Any advice or ideas would be greatly appreciated!


----------



## AwesomeOpossum74 (Jan 27, 2017)

Can't answer your question. By my understanding, typical interlocking shelves are bad design, because they can lack support at the front and back of the shelves. In your case that may still exist, but may be lessened by the inset dados in the support. How has it held up for you?


----------



## keith204 (Nov 24, 2009)

It has held up perfect for the past few years. 

I think the trick is the inset dadoes as you mentioned and that the fit is tight enough. Without weight on the shelves you can wiggle them out. With weight, they don’t budge. 

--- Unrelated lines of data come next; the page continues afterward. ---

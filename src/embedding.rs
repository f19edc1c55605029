//! Adapter for learned recommendation models.
//!
//! A model sees a cube as a binary membership vector over the card index and
//! answers with one score per card. The model itself (training, weights,
//! inference runtime) lives outside this crate; [`EmbeddingRecommender`]
//! only turns its raw output into a [`RankedRecommendation`] with the same
//! rules as the co-occurrence engine.

use crate::card_index::CardIndex;
use crate::collection::Collection;
use crate::recommend::{RankedRecommendation, Recommender, ScoredCard};

/// Scores every card given a cube's membership vector.
pub trait EmbeddingModel {
    /// `membership[i]` is 1.0 when the card at position i is in the cube.
    /// The result must hold one score per card, in index order.
    fn score(&self, membership: &[f32]) -> Vec<f32>;
}

impl<F> EmbeddingModel for F
where
    F: Fn(&[f32]) -> Vec<f32>,
{
    fn score(&self, membership: &[f32]) -> Vec<f32> {
        self(membership)
    }
}

pub struct EmbeddingRecommender<'a, M> {
    index: &'a CardIndex,
    model: M,
}

impl<'a, M: EmbeddingModel> EmbeddingRecommender<'a, M> {
    /// `index` must be the index the model was trained against.
    pub fn new(index: &'a CardIndex, model: M) -> Self {
        Self { index, model }
    }

    pub fn model(&self) -> &M {
        &self.model
    }
}

impl<M: EmbeddingModel> Recommender for EmbeddingRecommender<'_, M> {
    fn recommend(&self, collection: &Collection, n: usize) -> RankedRecommendation {
        if n == 0 {
            return RankedRecommendation::default();
        }
        let mut membership = vec![0.0f32; self.index.len()];
        for id in self.index.resolve(collection) {
            membership[id.index()] = 1.0;
        }

        let scores = self.model.score(&membership);
        if scores.len() != membership.len() {
            log::warn!(
                "embedding model returned {} scores for {} cards; ignoring output",
                scores.len(),
                membership.len()
            );
            return RankedRecommendation::default();
        }

        let candidates = self
            .index
            .iter()
            .zip(membership.iter().zip(scores))
            .filter(|(_, (member, score))| **member == 0.0 && !score.is_nan())
            .map(|((_, key), (_, score))| ScoredCard::new(key, f64::from(score)))
            .collect();
        RankedRecommendation::highest_first(candidates, n)
    }
}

Weight on the front of the shelves causes the back to want to raise, which can’t happen.

*Also, the rails need to go pretty far forward into the shelves. In my case it’s about halfway, so weight on the front makes it like a teeter totter with the back end clamped down.


----------



## John Smith_inFL (Jul 4, 2018)

I did some work on an old motel and when we removed the bed,
the frame was interlocking boards just like those in the vertical position
and the joints look almost identical.
so that profile may not be limited to just shelves.

.

.


----------



## BernieL (Oct 28, 2011)

Could it be called a bridle joint?


----------



## keith204 (Nov 24, 2009)

BernieL said:


> Could it be called a bridle joint?




That’s what it looks like to me but with a different grain orientation on the shelf. 

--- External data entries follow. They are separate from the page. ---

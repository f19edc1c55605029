//! Immutable per-corpus state shared by every query.
//!
//! A [`Snapshot`] bundles the card index, the raw matrix and the affinity
//! matrix built from one corpus. It is never mutated after construction.
//! Rebuilding produces a new snapshot which [`SnapshotHandle::replace`]
//! publishes atomically; queries that already hold the old `Arc` finish on
//! the old data.

use std::sync::{Arc, RwLock};

use crate::affinity::{AffinityMatrix, Normalization};
use crate::card_index::CardIndex;
use crate::collection::Collection;
use crate::matrix::{AdjacencyMatrix, MatrixError, build_parallel, build_sequential};

/// Knobs for a batch build.
#[derive(Debug, Clone, Copy, PartialEq, Eq)]
pub struct BuildOptions {
    /// Partition the corpus across the rayon pool.
    pub parallel: bool,
    pub normalization: Normalization,
}

impl Default for BuildOptions {
    fn default() -> Self {
        Self {
            parallel: true,
            normalization: Normalization::Conditional,
        }
    }
}

/// Summary figures for a snapshot.
#[derive(Debug, Clone, Copy, PartialEq, Eq)]
#[cfg_attr(feature = "serialization", derive(serde::Serialize))]
pub struct SnapshotStats {
    pub cards: usize,
    pub pairs: usize,
    pub collections: u64,
}

#[derive(Debug, Clone, PartialEq)]
pub struct Snapshot {
    index: CardIndex,
    matrix: AdjacencyMatrix,
    affinity: AffinityMatrix,
}

impl Snapshot {
    /// Index every card in the corpus and build its matrices.
    pub fn build(corpus: &[Collection], options: BuildOptions) -> Self {
        let index = CardIndex::from_corpus(corpus);
        Self::build_with_index(index, corpus, options)
    }

    /// Build against a fixed index; corpus cards it does not know are dropped.
    pub fn build_with_index(index: CardIndex, corpus: &[Collection], options: BuildOptions) -> Self {
        log::debug!(
            "building co-occurrence matrix: {} cards, {} collections, parallel={}",
            index.len(),
            corpus.len(),
            options.parallel
        );
        let matrix = if options.parallel {
            build_parallel(&index, corpus)
        } else {
            build_sequential(&index, corpus)
        };
        let affinity = AffinityMatrix::from_adjacency(&matrix, options.normalization);
        let snapshot = Self {
            index,
            matrix,
            affinity,
        };
        let stats = snapshot.stats();
        log::info!(
            "built snapshot: {} cards, {} pairs from {} collections",
            stats.cards,
            stats.pairs,
            stats.collections
        );
        snapshot
    }

    /// Assemble a snapshot from a previously persisted index and matrix.
    pub fn from_parts(
        index: CardIndex,
        matrix: AdjacencyMatrix,
        normalization: Normalization,
    ) -> Result<Self, MatrixError> {
        if matrix.dim() != index.len() {
            return Err(MatrixError::Shape {
                expected: index.len(),
                found: matrix.dim(),
            });
        }
        matrix.validate()?;
        let affinity = AffinityMatrix::from_adjacency(&matrix, normalization);
        Ok(Self {
            index,
            matrix,
            affinity,
        })
    }

    pub fn index(&self) -> &CardIndex {
        &self.index
    }

    pub fn matrix(&self) -> &AdjacencyMatrix {
        &self.matrix
    }

    pub fn affinity(&self) -> &AffinityMatrix {
        &self.affinity
    }

    pub fn stats(&self) -> SnapshotStats {
        SnapshotStats {
            cards: self.index.len(),
            pairs: self.matrix.pair_count(),
            collections: self.matrix.collection_count(),
        }
    }
}

/// Shared slot holding the snapshot that queries currently see.
#[derive(Debug)]
pub struct SnapshotHandle {
    current: RwLock<Arc<Snapshot>>,
}

impl SnapshotHandle {
    pub fn new(snapshot: Snapshot) -> Self {
        Self {
            current: RwLock::new(Arc::new(snapshot)),
        }
    }

    /// The snapshot in effect right now.
    pub fn load(&self) -> Arc<Snapshot> {
        match self.current.read() {
            Ok(guard) => Arc::clone(&guard),
            Err(poisoned) => Arc::clone(&poisoned.into_inner()),
        }
    }

    /// Publish a freshly built snapshot, returning the one it replaces.
    pub fn replace(&self, snapshot: Snapshot) -> Arc<Snapshot> {
        let next = Arc::new(snapshot);
        let stats = next.stats();
        let mut guard = match self.current.write() {
            Ok(guard) => guard,
            Err(poisoned) => poisoned.into_inner(),
        };
        let previous = std::mem::replace(&mut *guard, next);
        log::info!(
            "swapped snapshot: {} -> {} cards",
            previous.index().len(),
            stats.cards
        );
        previous
    }
}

The people (or whatever) of Reddit think it’s a “housed half lap” but when I google that I don’t see anything similar.


----------



## Tony B (Jul 30, 2008)

***************x


----------



## Tony B (Jul 30, 2008)

If the boards crossed like that when they are horizontal, it would be a lap joint, so I dunno.


----------



## FrankC (Aug 24, 2012)

According to this they fall under the half lap category:

http://sawdustmaking.com/woodjoints/halflap.htm

Looking at your post again I see the dados on the supports, that is an interesting twist.


----------



## Tony B (Jul 30, 2008)

A lap joint is when the two pieces completely cross eachother, such as in a cross. A half lap is when the 2 pieces are joined at an end such as a picture frame corner or a cabinet face frame corner.
The same exact principle, just a hatter of where the junction takes place.


----------



## Tool Agnostic (Aug 13, 2017)

FrankC said:


> According to this they fall under the half lap category:
> 
> http://sawdustmaking.com/woodjoints/halflap.htm
> 
> Looking at your post again I see the dados on the supports, that is an interesting twist.


The diagrams on the sawdustmaking website looked familiar, and they did cite the source too. Sure enough, they came from a very good woodworking book that is in the public domain:

Woodwork Joints: How They Are Set Out, How Made and Where Used, by William Fairham. 

I found it I was looking for woodworking books on the Gutenberg Project. It would not seem out of place today. We still use the same woodworking joinery. Here is a link to the book: 
https://www.gutenberg.org/ebooks/21531

The Gutenberg Project is a website with many books and other writings, all of them in the public domain, free for anyone to read, download, reprint, and use. Here is a search for free woodworking books on Project Gutenberg. See if you find anything you like:
https://www.gutenberg.org/ebooks/search/?query=woodworking


----------



## BernieL (Oct 28, 2011)

By definition, a bridle joint has lap joint features along with mortise features. I'm not a professional woodworker as I have never nor will I ever sell any of my work, so take my humble opinion as that of a serious amature. I was a self taught hacker until my retirement in 2009 - I now consider myself to be a self taught craftsman!


----------



## FrankC (Aug 24, 2012)

Bridal Joints:
http://sawdustmaking.com/woodjoints/bridal.htm


----------



## Tool Agnostic (Aug 13, 2017)

Frank has made two different suggestions, based on diagrams from the same book, the one I recommended above. I will recommend it again. Here is an excellent FREE book about woodworking joints:

Woodwork Joints: How They Are Set Out, How Made and Where Used, by William Fairham. 
https://www.gutenberg.org/ebooks/21531


----------